Gráfico 4 – Formação de preços por derivado
Fonte: Petrobrás
A política de zerar a parte dos impostos destes produtos que iriam ao governo federal tem um efeito pequeno – basta lembrar que desde o início do ano o aumento acumulado do diesel é de 27%, nove vezes a sua carga tributária federal, por exemplo. Segundo estimativa da Associação Brasileira de Entidades de Classe das Revendas de Gás Liquefeito de Petróleo (Abragás), zerar os tributos federais no GLP terá uma redução de apenas R$ 2,18 por botijão4, e segundo a entidade sequer há a garantia de os 2 reais chegarem até o consumidor final. Mas a conta é alta. Estimativa da XP Investimentos para as isenções no diesel dizem que esta política irá retirar R$ 3 bilhões dos cofres federais por bimestre – isto é, caso seja permanente poderá chegar a R$ 18 bilhões a menos no orçamento. Em um país onde a arrecadação federal caiu 6,91% em 2020, parece um suicídio. Além disto, sabemos que alguém pagará a conta – e neste governo quem paga a conta nunca é quem realmente deveria. Provavelmente será exigido novas reformas como a Administrativa, diminuindo salários já achatados do funcionalismo e retirando ainda mais direitos.

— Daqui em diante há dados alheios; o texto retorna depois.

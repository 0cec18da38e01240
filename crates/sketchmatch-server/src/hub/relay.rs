use std::collections::HashMap;

use sketchmatch_lib::net::{Envelope, Message};
use sketchmatch_lib::ConnectionId;
use tokio::sync::mpsc::{self, error::TrySendError};

use crate::game::Outbox;

/// Routes notifications to the outbound queue of each live connection.
///
/// Delivery never waits. A notification for a connection whose queue is full or closed is dropped.
#[derive(Debug, Default)]
pub struct Relay {
    outbound: HashMap<ConnectionId, mpsc::Sender<Message>>,
}

impl Relay {
    pub fn attach(&mut self, connection_id: ConnectionId, sender: mpsc::Sender<Message>) {
        if self.outbound.insert(connection_id, sender).is_some() {
            tracing::warn!(%connection_id, "Replaced outbound channel");
        }
    }

    pub fn detach(&mut self, connection_id: ConnectionId) {
        self.outbound.remove(&connection_id);
    }

    #[cfg(test)]
    pub fn is_attached(&self, connection_id: ConnectionId) -> bool {
        self.outbound.contains_key(&connection_id)
    }

    /// Stamp and send everything in `outbox`. Returns how many notifications were queued.
    pub fn deliver(&self, outbox: Outbox) -> usize {
        let mut delivered = 0;
        for delivery in outbox {
            let Some(sender) = self.outbound.get(&delivery.to) else {
                tracing::warn!(connection_id = %delivery.to, "No outbound channel for connection");
                continue;
            };

            match sender.try_send(Envelope::now(delivery.notification).into()) {
                Ok(()) => delivered += 1,
                Err(TrySendError::Full(_)) => {
                    tracing::warn!(connection_id = %delivery.to, "Outbound queue full, dropping notification");
                }
                Err(TrySendError::Closed(_)) => {
                    tracing::debug!(connection_id = %delivery.to, "Outbound queue closed");
                }
            }
        }
        delivered
    }
}

#[cfg(test)]
mod test {
    use sketchmatch_lib::net::{Message, Notification};
    use tokio::sync::mpsc;

    use super::Relay;
    use crate::game::Delivery;

    #[test]
    fn deliver_routes_by_connection() {
        let mut relay = Relay::default();
        let (tx_a, mut rx_a) = mpsc::channel(4);
        let (tx_b, mut rx_b) = mpsc::channel(4);
        relay.attach(1.into(), tx_a);
        relay.attach(2.into(), tx_b);

        let delivered = relay.deliver(vec![
            Delivery::new(2.into(), Notification::GuessIncorrect),
            Delivery::new(1.into(), Notification::GameStarted),
            Delivery::new(2.into(), Notification::GameStarted),
            Delivery::new(3.into(), Notification::GameStarted),
        ]);
        assert_eq!(delivered, 3);

        let Ok(Message::Notify(envelope)) = rx_a.try_recv() else {
            panic!("Expected a notification");
        };
        assert_eq!(envelope.notification, Notification::GameStarted);
        assert!(rx_a.try_recv().is_err());

        let notifications: Vec<_> = std::iter::from_fn(|| rx_b.try_recv().ok())
            .map(|m| match m {
                Message::Notify(envelope) => envelope.notification,
                m => panic!("Unexpected message {m:?}"),
            })
            .collect();
        assert_eq!(
            notifications,
            vec![Notification::GuessIncorrect, Notification::GameStarted]
        );
    }

    #[test]
    fn full_or_closed_queues_drop() {
        let mut relay = Relay::default();
        let (tx_full, _rx_full) = mpsc::channel(1);
        let (tx_closed, rx_closed) = mpsc::channel(1);
        relay.attach(1.into(), tx_full);
        relay.attach(2.into(), tx_closed);
        drop(rx_closed);

        let delivered = relay.deliver(vec![
            Delivery::new(1.into(), Notification::GameStarted),
            Delivery::new(1.into(), Notification::GuessIncorrect),
            Delivery::new(2.into(), Notification::GameStarted),
        ]);
        assert_eq!(delivered, 1);

        relay.detach(1.into());
        assert!(!relay.is_attached(1.into()));
        assert!(relay.is_attached(2.into()));
    }
}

Privatizações pioram a situação
A política de privatizações está mostrando o seu resultado. A privatização da Liquigás – empresa até então estatal e que atua na revenda e distribuição de gás de cozinha –, por exemplo, e a consequente formação de um oligopólio privado naquele setor, diminui a força do governo para impedir os preços abusivos no gás de cozinha. Tal como podemos ver no Gráfico 4, essas empresas abocanham 35% do valor final pago pelo produto.
A venda das refinarias será o tiro de misericórdia contra os brasileiros. Se a direção da Petrobrás e o governo Bolsonaro conseguirem vender a metade do parque de refino do país – como planejam neste e no próximo ano – não teremos mais nenhuma opção senão aceitar preços abusivos, muito superiores aos custos reais dos produtos refinados. Entregando refinarias no Paraná, em Pernambuco, Minas Gerais e no restante do país, criaremos monopólios privados regionais. Quem irá dizer quanto a gasolina custará na Bahia será um fundo de investimentos dos Emirados Árabes – o Fundo Mubadala. No Rio Grande do Sul e em Santa Catarina, será a família Igel, a partir do grupo Ultra, provável compradora da REFAP.

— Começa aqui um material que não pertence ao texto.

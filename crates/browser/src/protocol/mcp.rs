//! MCP protocol client over stdio.
//!
//! Registration spawns the server process and wires the JSON-RPC plumbing;
//! `connect` performs the initialize handshake. The reader task clears the
//! `connected` flag when the server's stdout closes, which is what the
//! client liveness predicate observes.

use std::collections::HashMap;
use std::process::Stdio;
use std::sync::atomic::{AtomicBool, AtomicU64, Ordering};
use std::sync::Arc;

use async_trait::async_trait;
use serde::{Deserialize, Serialize};
use serde_json::Value;
use tokio::io::{AsyncBufReadExt, AsyncWriteExt, BufReader};
use tokio::process::{Child, ChildStdin, ChildStdout, Command};
use tokio::sync::{oneshot, Mutex};
use tracing::{debug, error, info, warn};
use webbridge_core::{Error, Result};

use super::{ClientStatus, ProtocolClient, ProtocolRegistry, ServerSpec, ToolOutput};

const PROTOCOL_VERSION: &str = "2024-11-05";

#[derive(Debug, Serialize)]
struct JsonRpcRequest {
    jsonrpc: &'static str,
    id: u64,
    method: String,
    #[serde(skip_serializing_if = "Option::is_none")]
    params: Option<Value>,
}

#[derive(Debug, Deserialize)]
struct JsonRpcResponse {
    #[allow(dead_code)]
    jsonrpc: String,
    id: Option<u64>,
    result: Option<Value>,
    error: Option<JsonRpcError>,
}

#[derive(Debug, Deserialize)]
struct JsonRpcError {
    code: i64,
    message: String,
}

type PendingMap = Arc<Mutex<HashMap<u64, oneshot::Sender<std::result::Result<Value, String>>>>>;

pub struct McpClient {
    name: String,
    stdin: Arc<Mutex<ChildStdin>>,
    next_id: AtomicU64,
    pending: PendingMap,
    connected: Arc<AtomicBool>,
    _child: Mutex<Child>,
}

impl McpClient {
    /// Spawn the server process and wire the response reader. The client is
    /// Disconnected until [`ProtocolClient::connect`] completes a handshake.
    pub async fn spawn(name: &str, spec: &ServerSpec) -> Result<Self> {
        let mut child = Command::new(&spec.command)
            .args(&spec.args)
            .stdin(Stdio::piped())
            .stdout(Stdio::piped())
            .stderr(Stdio::null())
            .kill_on_drop(true)
            .spawn()
            .map_err(|e| {
                Error::ClientInit(format!("{}: spawn '{}': {}", name, spec.command, e))
            })?;

        let stdin = child
            .stdin
            .take()
            .ok_or_else(|| Error::ClientInit(format!("{}: no stdin", name)))?;
        let stdout = child
            .stdout
            .take()
            .ok_or_else(|| Error::ClientInit(format!("{}: no stdout", name)))?;

        let pending: PendingMap = Arc::new(Mutex::new(HashMap::new()));
        let connected = Arc::new(AtomicBool::new(false));

        tokio::spawn(Self::reader_task(
            stdout,
            pending.clone(),
            connected.clone(),
            name.to_string(),
        ));

        Ok(Self {
            name: name.to_string(),
            stdin: Arc::new(Mutex::new(stdin)),
            next_id: AtomicU64::new(1),
            pending,
            connected,
            _child: Mutex::new(child),
        })
    }

    async fn request(&self, method: &str, params: Option<Value>) -> Result<Value> {
        let id = self.next_id.fetch_add(1, Ordering::SeqCst);
        let req = JsonRpcRequest {
            jsonrpc: "2.0",
            id,
            method: method.to_string(),
            params,
        };

        let (tx, rx) = oneshot::channel();
        {
            let mut map = self.pending.lock().await;
            map.insert(id, tx);
        }

        let line = serde_json::to_string(&req)?;
        debug!(client = %self.name, id, method, "→ request");
        self.write_line(&line).await?;

        rx.await
            .map_err(|_| Error::Protocol(format!("{}: server closed", self.name)))?
            .map_err(|e| Error::Protocol(format!("{}: {}", self.name, e)))
    }

    async fn write_line(&self, line: &str) -> Result<()> {
        let mut stdin = self.stdin.lock().await;
        stdin
            .write_all(line.as_bytes())
            .await
            .map_err(|e| Error::Protocol(format!("{}: write: {}", self.name, e)))?;
        stdin
            .write_all(b"\n")
            .await
            .map_err(|e| Error::Protocol(format!("{}: write: {}", self.name, e)))?;
        stdin
            .flush()
            .await
            .map_err(|e| Error::Protocol(format!("{}: flush: {}", self.name, e)))?;
        Ok(())
    }

    /// Dispatch newline-delimited JSON-RPC responses to waiting callers.
    async fn reader_task(
        stdout: ChildStdout,
        pending: PendingMap,
        connected: Arc<AtomicBool>,
        name: String,
    ) {
        let reader = BufReader::new(stdout);
        let mut lines = reader.lines();

        loop {
            match lines.next_line().await {
                Ok(Some(line)) if !line.trim().is_empty() => {
                    match serde_json::from_str::<JsonRpcResponse>(&line) {
                        Ok(resp) => {
                            if let Some(id) = resp.id {
                                let mut map = pending.lock().await;
                                if let Some(tx) = map.remove(&id) {
                                    let payload = if let Some(err) = resp.error {
                                        Err(format!("JSON-RPC error {}: {}", err.code, err.message))
                                    } else {
                                        Ok(resp.result.unwrap_or(Value::Null))
                                    };
                                    let _ = tx.send(payload);
                                }
                            }
                            // Notifications (no id) are ignored.
                        }
                        Err(e) => {
                            warn!(client = %name, "unparseable response: {}", e);
                        }
                    }
                }
                Ok(Some(_)) => {} // blank line
                Ok(None) => {
                    error!(client = %name, "stdout closed");
                    break;
                }
                Err(e) => {
                    error!(client = %name, "read error: {}", e);
                    break;
                }
            }
        }

        connected.store(false, Ordering::SeqCst);
        let mut map = pending.lock().await;
        for (_, tx) in map.drain() {
            let _ = tx.send(Err("server stdout closed".to_string()));
        }
    }
}

#[async_trait]
impl ProtocolClient for McpClient {
    fn status(&self) -> ClientStatus {
        if self.connected.load(Ordering::SeqCst) {
            ClientStatus::Connected
        } else {
            ClientStatus::Disconnected
        }
    }

    async fn connect(&self) -> Result<()> {
        let params = serde_json::json!({
            "protocolVersion": PROTOCOL_VERSION,
            "capabilities": {},
            "clientInfo": { "name": "webbridge", "version": env!("CARGO_PKG_VERSION") }
        });
        let result = self
            .request("initialize", Some(params))
            .await
            .map_err(|e| Error::ClientInit(e.to_string()))?;
        debug!(client = %self.name, ?result, "initialized");

        // Fire-and-forget per the handshake: no id, no response expected.
        let notif = serde_json::json!({
            "jsonrpc": "2.0",
            "method": "notifications/initialized"
        });
        self.write_line(&notif.to_string())
            .await
            .map_err(|e| Error::ClientInit(e.to_string()))?;

        self.connected.store(true, Ordering::SeqCst);
        info!(client = %self.name, "protocol client connected");
        Ok(())
    }

    async fn call_tool(&self, tool: &str, args: Value) -> Result<ToolOutput> {
        let params = serde_json::json!({ "name": tool, "arguments": args });
        let result = self.request("tools/call", Some(params)).await?;

        if result.get("isError").and_then(|v| v.as_bool()) == Some(true) {
            let msg = result
                .get("content")
                .and_then(|c| c.as_array())
                .and_then(|arr| arr.first())
                .and_then(|item| item.get("text"))
                .and_then(|t| t.as_str())
                .unwrap_or("tool returned an error");
            return Err(Error::Protocol(format!("{}: {}: {}", self.name, tool, msg)));
        }

        let output: ToolOutput = serde_json::from_value(result)?;
        Ok(output)
    }
}

/// In-memory name → client map. One process per distinct name; the first
/// registration wins.
#[derive(Default)]
pub struct McpRegistry {
    clients: Mutex<HashMap<String, Arc<McpClient>>>,
}

impl McpRegistry {
    pub fn new() -> Self {
        Self::default()
    }
}

#[async_trait]
impl ProtocolRegistry for McpRegistry {
    async fn get(&self, name: &str) -> Option<Arc<dyn ProtocolClient>> {
        let map = self.clients.lock().await;
        map.get(name).map(|c| c.clone() as Arc<dyn ProtocolClient>)
    }

    async fn register(&self, name: &str, spec: ServerSpec) -> Result<()> {
        let mut map = self.clients.lock().await;
        if map.contains_key(name) {
            debug!(name, "client already registered");
            return Ok(());
        }
        info!(name, command = %spec.command, "registering protocol client");
        let client = McpClient::spawn(name, &spec).await?;
        map.insert(name.to_string(), Arc::new(client));
        Ok(())
    }
}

Acabar com a paridade de preços internacionais e com o programa de privatizações!
Os números mostram que o único fator determinante para a explosão dos preços dos combustíveis e do gás de cozinha é o PPI. Por isto só resolveremos o problema caso consigamos acabar de vez com esta política. Isto não é dar prejuízo para a Petrobrás, muito pelo contrário. Queremos fortalecer a estatal, fazendo com que cresça com mais refinarias, mais produção de biocombustíveis e de gás. Não somos nós que estamos entregando refinarias, gasodutos, poços de petróleo e um infinito conjunto de outros ativos valiosíssimos ao mercado. Se a Petrobrás seguir este rumo, além de perdermos a transição energética no Brasil, papel sempre desempenhado unicamente no país por nossa estatal, teremos que aceitar todos os ditames do mercado.

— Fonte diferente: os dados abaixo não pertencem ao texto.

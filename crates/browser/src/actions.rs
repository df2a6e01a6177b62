//! Coordinate- and text-based interaction primitives.
//!
//! Thin callers of the two session handles; all lifecycle work happens
//! inside the accessors they go through. Arguments travel as structured
//! payloads, never as strings spliced into scripts.

use serde_json::{json, Value};
use webbridge_core::Result;

use crate::manager::BridgeSession;

impl BridgeSession {
    /// Click at viewport coordinates.
    pub async fn click(&self, x: f64, y: f64) -> Result<String> {
        let client = self.client().await?;
        let out = client
            .call_tool("browser_click", json!({ "x": x, "y": y }))
            .await?;
        Ok(out.text())
    }

    /// Type text into the focused element.
    pub async fn type_text(&self, text: &str) -> Result<String> {
        let client = self.client().await?;
        let out = client
            .call_tool("browser_type", json!({ "text": text }))
            .await?;
        Ok(out.text())
    }

    /// Press-drag-release from one point to another.
    pub async fn drag(&self, from: (f64, f64), to: (f64, f64)) -> Result<String> {
        let client = self.client().await?;
        let out = client
            .call_tool(
                "browser_drag",
                json!({
                    "fromX": from.0,
                    "fromY": from.1,
                    "toX": to.0,
                    "toY": to.1,
                }),
            )
            .await?;
        Ok(out.text())
    }

    /// Scroll by pixel deltas.
    pub async fn scroll(&self, dx: f64, dy: f64) -> Result<String> {
        let client = self.client().await?;
        let out = client
            .call_tool("browser_scroll", json!({ "deltaX": dx, "deltaY": dy }))
            .await?;
        Ok(out.text())
    }

    /// Run `function` in the page with `args` bound driver-side.
    pub async fn evaluate(&self, function: &str, args: Value) -> Result<Value> {
        let page = self.page().await?;
        page.evaluate(function, args).await
    }
}

#[cfg(test)]
mod tests {
    use super::*;
    use crate::testutil::{MockAllocator, MockDriver, MockRegistry};
    use std::sync::Arc;
    use webbridge_core::Config;

    fn session_with_registry() -> (Arc<MockRegistry>, BridgeSession) {
        let registry = Arc::new(MockRegistry::new());
        let s = BridgeSession::with_collaborators(
            Config::default(),
            Arc::new(MockAllocator::fixed(54213)),
            Arc::new(MockDriver::new()),
            registry.clone(),
        );
        (registry, s)
    }

    #[tokio::test]
    async fn test_click_sends_structured_coordinates() {
        let (registry, s) = session_with_registry();
        let text = s.click(10.0, 20.0).await.unwrap();
        assert_eq!(text, "ok");

        let client = registry.client("browser-54213").unwrap();
        let calls = client.recorded_calls();
        assert_eq!(calls.len(), 1);
        assert_eq!(calls[0].0, "browser_click");
        assert_eq!(calls[0].1, json!({ "x": 10.0, "y": 20.0 }));
    }

    #[tokio::test]
    async fn test_drag_sends_both_endpoints() {
        let (registry, s) = session_with_registry();
        s.drag((1.0, 2.0), (3.0, 4.0)).await.unwrap();

        let client = registry.client("browser-54213").unwrap();
        let calls = client.recorded_calls();
        assert_eq!(calls[0].0, "browser_drag");
        assert_eq!(
            calls[0].1,
            json!({ "fromX": 1.0, "fromY": 2.0, "toX": 3.0, "toY": 4.0 })
        );
    }

    #[tokio::test]
    async fn test_evaluate_goes_through_the_page() {
        let (_, s) = session_with_registry();
        let result = s
            .evaluate("(args) => args.a + 1", json!({ "a": 1 }))
            .await
            .unwrap();
        // The mock page echoes the call; the real one binds args driver-side.
        assert_eq!(result["function"], "(args) => args.a + 1");
        assert_eq!(result["args"], json!({ "a": 1 }));
    }

    #[tokio::test]
    async fn test_primitives_share_one_lifecycle() {
        let (registry, s) = session_with_registry();
        s.click(1.0, 1.0).await.unwrap();
        s.type_text("hello").await.unwrap();
        s.scroll(0.0, 400.0).await.unwrap();
        assert_eq!(registry.registrations(), 1);
    }
}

Quando a maioria dos trabalhadores não conseguir comprar gás para cozinhar em casa, quando entregadores, motoristas de aplicativos e caminhoneiros não puderem mais trabalhar, quando mais e mais pessoas se deslocarem a pé por conta do preço do transporte, frases como a de Roberto Castello Branco serão a regra: “eu aumento o preço aqui e não tenho nada a ver com caminhoneiro”.
Defender a Petrobrás é defender a soberania popular e o planejamento econômico, e não a ditadura do mercado!
Pelo fim do PPI! Contra a venda das refinarias!